*** Data provided Section Begins ***
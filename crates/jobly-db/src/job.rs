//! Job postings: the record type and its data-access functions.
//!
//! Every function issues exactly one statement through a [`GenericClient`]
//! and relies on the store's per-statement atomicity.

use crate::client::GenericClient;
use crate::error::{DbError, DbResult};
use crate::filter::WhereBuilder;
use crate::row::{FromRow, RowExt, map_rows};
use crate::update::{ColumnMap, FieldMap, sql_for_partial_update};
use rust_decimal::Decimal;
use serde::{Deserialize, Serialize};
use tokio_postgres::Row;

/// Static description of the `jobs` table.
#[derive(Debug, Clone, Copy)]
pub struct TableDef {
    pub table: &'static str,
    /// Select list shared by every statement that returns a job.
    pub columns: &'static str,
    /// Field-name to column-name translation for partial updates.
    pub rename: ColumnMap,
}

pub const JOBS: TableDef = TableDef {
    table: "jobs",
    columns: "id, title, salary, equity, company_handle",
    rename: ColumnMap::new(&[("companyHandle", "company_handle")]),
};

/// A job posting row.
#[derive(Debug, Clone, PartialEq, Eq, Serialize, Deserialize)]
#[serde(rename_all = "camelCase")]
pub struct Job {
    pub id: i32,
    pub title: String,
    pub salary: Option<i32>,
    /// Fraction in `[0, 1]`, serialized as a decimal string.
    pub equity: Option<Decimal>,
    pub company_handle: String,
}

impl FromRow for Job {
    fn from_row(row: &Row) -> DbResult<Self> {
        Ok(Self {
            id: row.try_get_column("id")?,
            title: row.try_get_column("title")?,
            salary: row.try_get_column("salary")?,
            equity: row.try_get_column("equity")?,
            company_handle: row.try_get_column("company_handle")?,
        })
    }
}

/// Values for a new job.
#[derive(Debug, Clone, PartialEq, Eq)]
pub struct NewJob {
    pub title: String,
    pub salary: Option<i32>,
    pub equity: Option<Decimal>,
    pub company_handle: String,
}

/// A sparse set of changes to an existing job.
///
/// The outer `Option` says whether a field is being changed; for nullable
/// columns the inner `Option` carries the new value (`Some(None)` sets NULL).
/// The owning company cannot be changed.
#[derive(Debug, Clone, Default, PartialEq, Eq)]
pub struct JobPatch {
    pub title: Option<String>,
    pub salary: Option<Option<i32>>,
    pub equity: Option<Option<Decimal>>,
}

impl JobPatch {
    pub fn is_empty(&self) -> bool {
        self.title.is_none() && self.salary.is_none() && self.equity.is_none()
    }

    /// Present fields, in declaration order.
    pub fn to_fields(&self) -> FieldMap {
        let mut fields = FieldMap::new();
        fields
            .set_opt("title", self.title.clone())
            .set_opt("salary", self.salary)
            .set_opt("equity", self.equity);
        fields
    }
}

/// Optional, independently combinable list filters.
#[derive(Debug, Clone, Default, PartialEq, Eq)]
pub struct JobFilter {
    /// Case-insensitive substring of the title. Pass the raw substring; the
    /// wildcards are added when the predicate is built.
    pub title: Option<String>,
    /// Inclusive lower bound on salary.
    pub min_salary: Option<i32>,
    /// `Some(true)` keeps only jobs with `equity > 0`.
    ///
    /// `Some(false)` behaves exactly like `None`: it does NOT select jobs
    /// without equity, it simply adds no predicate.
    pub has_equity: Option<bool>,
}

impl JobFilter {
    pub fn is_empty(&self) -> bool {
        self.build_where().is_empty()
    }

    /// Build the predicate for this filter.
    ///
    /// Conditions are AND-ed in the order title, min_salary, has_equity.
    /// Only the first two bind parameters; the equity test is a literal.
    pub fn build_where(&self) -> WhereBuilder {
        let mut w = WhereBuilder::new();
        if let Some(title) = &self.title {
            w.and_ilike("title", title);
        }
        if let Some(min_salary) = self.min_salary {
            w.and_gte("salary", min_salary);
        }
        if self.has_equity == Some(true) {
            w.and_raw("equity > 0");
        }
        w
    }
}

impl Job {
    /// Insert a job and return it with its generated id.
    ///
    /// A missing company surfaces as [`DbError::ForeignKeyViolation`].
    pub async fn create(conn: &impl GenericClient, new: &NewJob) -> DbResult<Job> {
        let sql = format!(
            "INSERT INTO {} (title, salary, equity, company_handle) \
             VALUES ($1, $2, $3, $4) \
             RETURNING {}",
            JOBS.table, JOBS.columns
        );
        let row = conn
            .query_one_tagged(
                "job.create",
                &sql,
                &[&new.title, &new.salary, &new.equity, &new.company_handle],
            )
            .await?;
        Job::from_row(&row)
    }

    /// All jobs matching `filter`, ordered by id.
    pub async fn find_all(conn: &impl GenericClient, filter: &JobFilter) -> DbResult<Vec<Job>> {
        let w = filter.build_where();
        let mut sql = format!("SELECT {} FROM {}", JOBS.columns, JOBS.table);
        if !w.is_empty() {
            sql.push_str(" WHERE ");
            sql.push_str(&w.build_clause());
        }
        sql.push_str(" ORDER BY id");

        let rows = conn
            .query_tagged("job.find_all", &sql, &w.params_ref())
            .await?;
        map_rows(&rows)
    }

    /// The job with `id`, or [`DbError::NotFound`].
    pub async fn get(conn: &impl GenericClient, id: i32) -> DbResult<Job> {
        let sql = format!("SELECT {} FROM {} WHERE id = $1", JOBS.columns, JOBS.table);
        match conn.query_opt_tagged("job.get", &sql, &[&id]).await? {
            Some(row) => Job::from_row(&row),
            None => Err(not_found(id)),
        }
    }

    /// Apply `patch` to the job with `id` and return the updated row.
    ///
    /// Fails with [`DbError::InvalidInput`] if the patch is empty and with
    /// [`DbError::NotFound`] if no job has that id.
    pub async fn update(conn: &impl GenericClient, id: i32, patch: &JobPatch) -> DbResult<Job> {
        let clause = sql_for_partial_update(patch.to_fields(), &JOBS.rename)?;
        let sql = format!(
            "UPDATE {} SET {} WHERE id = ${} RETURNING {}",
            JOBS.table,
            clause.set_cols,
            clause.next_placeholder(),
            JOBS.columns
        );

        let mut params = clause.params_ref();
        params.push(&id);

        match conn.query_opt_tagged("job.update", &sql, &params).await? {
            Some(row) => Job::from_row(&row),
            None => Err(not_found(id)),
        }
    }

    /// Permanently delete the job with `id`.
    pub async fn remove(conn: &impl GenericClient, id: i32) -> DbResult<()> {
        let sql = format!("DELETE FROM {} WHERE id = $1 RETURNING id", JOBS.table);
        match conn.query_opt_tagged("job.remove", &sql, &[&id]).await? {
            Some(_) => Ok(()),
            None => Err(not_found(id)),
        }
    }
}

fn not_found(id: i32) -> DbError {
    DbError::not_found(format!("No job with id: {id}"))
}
*** Data provided Section Ends ***
*** Data provided Section Begins ***
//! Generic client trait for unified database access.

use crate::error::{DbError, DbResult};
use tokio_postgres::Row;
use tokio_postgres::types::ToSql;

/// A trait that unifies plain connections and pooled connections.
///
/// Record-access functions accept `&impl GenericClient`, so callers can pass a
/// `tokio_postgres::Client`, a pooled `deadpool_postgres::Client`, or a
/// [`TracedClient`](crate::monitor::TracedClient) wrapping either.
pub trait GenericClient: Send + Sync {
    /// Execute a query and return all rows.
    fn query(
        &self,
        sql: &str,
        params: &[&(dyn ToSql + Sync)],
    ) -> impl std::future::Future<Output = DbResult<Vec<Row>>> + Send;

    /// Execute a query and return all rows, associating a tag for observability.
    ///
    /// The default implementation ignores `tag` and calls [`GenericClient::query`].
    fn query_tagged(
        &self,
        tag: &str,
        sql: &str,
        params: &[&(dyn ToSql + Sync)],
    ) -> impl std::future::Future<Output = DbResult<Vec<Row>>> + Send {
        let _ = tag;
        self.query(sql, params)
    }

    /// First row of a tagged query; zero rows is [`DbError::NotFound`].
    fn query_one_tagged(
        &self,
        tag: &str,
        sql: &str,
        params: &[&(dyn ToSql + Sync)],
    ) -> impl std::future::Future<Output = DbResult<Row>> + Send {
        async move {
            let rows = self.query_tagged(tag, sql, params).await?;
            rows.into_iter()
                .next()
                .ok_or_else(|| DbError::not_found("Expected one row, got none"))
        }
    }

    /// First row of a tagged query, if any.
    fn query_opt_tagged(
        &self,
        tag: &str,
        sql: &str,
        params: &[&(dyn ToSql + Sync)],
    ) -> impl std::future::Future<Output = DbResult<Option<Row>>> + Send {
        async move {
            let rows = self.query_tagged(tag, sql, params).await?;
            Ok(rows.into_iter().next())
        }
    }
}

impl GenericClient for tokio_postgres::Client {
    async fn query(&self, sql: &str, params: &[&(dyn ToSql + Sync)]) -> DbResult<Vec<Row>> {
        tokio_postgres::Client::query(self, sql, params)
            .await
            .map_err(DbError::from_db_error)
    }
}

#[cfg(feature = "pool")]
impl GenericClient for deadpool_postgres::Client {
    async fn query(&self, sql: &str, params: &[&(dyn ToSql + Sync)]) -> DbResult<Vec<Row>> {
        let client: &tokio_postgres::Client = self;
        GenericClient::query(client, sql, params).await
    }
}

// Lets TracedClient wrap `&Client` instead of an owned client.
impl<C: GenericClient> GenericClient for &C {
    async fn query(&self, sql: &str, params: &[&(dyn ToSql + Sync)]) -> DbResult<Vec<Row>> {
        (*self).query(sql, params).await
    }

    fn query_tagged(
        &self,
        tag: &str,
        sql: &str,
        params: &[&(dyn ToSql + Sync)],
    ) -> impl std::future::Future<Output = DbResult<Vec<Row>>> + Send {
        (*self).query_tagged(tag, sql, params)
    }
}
*** Data provided Section Ends ***
*** Data provided Section Begins ***
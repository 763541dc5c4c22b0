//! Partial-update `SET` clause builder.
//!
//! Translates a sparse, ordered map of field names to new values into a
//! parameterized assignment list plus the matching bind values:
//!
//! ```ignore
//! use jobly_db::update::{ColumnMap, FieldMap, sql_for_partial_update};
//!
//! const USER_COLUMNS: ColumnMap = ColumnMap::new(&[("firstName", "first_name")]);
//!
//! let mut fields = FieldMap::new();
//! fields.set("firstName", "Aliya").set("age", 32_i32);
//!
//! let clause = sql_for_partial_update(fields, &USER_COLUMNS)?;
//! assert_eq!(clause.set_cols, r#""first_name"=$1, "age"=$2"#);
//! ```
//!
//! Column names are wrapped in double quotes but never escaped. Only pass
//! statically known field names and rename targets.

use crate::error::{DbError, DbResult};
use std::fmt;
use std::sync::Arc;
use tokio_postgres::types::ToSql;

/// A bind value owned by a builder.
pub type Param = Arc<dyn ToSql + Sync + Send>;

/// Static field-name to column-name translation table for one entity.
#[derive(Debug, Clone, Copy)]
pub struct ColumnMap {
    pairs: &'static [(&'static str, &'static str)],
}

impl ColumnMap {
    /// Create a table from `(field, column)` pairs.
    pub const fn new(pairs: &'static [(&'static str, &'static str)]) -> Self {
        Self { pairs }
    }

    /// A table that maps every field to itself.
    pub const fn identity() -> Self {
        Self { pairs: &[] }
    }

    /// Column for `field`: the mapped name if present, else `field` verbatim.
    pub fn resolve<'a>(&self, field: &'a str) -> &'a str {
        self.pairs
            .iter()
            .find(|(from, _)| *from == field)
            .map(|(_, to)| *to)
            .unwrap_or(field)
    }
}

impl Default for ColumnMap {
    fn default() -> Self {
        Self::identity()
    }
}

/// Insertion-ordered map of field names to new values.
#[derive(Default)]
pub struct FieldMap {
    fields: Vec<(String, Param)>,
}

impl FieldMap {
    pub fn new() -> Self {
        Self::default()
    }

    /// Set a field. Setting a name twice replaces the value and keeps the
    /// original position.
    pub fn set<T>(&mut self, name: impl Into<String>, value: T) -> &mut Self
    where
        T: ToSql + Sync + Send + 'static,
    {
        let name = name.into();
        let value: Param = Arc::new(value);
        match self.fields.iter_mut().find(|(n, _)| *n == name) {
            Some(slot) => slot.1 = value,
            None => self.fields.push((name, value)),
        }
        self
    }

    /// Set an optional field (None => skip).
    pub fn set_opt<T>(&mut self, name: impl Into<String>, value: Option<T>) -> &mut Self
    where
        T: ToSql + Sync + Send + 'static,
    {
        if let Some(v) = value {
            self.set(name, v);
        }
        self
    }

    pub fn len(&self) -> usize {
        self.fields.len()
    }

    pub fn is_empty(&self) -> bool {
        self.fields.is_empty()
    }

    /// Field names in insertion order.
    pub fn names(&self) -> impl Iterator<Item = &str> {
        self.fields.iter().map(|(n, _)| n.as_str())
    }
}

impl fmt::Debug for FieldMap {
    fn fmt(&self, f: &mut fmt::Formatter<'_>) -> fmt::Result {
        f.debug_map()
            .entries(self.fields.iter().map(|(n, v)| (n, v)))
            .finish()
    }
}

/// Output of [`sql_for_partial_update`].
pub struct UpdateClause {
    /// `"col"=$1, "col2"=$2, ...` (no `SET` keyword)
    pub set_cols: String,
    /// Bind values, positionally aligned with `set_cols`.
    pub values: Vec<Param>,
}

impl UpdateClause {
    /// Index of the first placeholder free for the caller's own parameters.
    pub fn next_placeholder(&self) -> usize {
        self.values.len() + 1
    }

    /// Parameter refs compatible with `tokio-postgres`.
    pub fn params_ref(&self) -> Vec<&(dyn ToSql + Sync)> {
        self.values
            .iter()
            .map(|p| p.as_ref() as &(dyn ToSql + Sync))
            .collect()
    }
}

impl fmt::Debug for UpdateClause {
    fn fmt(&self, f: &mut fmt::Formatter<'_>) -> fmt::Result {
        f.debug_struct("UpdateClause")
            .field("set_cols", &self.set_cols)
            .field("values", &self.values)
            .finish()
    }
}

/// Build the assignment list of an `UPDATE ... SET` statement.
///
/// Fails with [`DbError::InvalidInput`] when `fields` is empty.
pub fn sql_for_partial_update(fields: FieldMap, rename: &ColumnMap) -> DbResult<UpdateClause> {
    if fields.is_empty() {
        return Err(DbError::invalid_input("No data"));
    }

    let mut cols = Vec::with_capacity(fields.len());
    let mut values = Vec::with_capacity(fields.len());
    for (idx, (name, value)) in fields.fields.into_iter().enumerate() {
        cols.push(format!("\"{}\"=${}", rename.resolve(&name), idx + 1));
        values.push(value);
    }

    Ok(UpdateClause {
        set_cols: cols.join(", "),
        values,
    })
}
*** Data provided Section Ends ***
◆ Exercise brief
Say how many lines in the listing include the word "ColumnMap", giving nothing but the number.

◆ Result of this task
9